If you have a good relationship with your current lender, ask about their loan programs. Because you are already a customer, they may be willing to work with you to keep your business. If you don’t have a good relationship with your lender, it might be harder to get a new loan from that lender. A poor payment history will cost you money in higher interest rates and higher insurance costs to protect the lender from nonpayment. Make sure you understand all of the costs that come with refinancing before you choose a new lender. You may be getting a lower interest rate but have very high closing costs.

What is a mortgage broker?

A mortgage broker does not actually lend you the money, but finds someone who will lend the money to you. The mortgage broker charges a fee for this service. These fees can be substantial.

If you go to a mortgage broker, find out what fees are charged for the broker’s services. It is important to understand that the mortgage broker is not working for you, but for the mortgage broker business itself. The mortgage broker may be more interested in sending you to a lender who pays the broker’s fees, than in finding a lender who will offer you the best deal.

What kind of loan should I get?

There are two basic kinds of mortgage loans available. The fixed-rate mortgage has a predictable cost for the life of the loan. Your interest rate stays the same, and you will always know what you will be paying from month to month. You can get a fixed-rate loan in 30- and 15-year mortgages. The monthly payments on a 15- year mortgage will be higher, but over time you will end up paying a lot less interest than on a 30-year loan.
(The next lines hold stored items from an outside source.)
//! BLAKE3 chain hasher.

use super::ChainHasher;

/// A [`ChainHasher`] that computes BLAKE3 hashes (32-byte digests).
#[derive(Debug, Clone, Default)]
pub struct Blake3Hasher {
    state: blake3::Hasher,
}

impl ChainHasher for Blake3Hasher {
    fn new() -> Self {
        Self {
            state: blake3::Hasher::new(),
        }
    }

    fn digest_size() -> usize {
        blake3::OUT_LEN
    }

    fn update(&mut self, data: &[u8]) {
        self.state.update(data);
    }

    fn digest_into(&self, out: &mut [u8]) {
        // blake3 finalize takes &self and does not consume the state.
        out.copy_from_slice(self.state.finalize().as_bytes());
    }
}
Variable rate mortgages are also called “adjustable rate mortgages” (ARMs). They are used during times of high interest rates because they offer a lower initial rate, but the rate can go up over the term of the loan. The interest rate on the loan will be adjusted upward, giving you higher payments. ARMs can be a bad idea if you are on a fixed income because the payments may soon become too high for you to afford.

Is there any help for me in refinancing my mortgage?

Find out if you are eligible for any government programs through the Federal Housing Administration (FHA) or the Department of Veterans Affairs. You might be able to get lower interest mortgages with lower fees through these programs.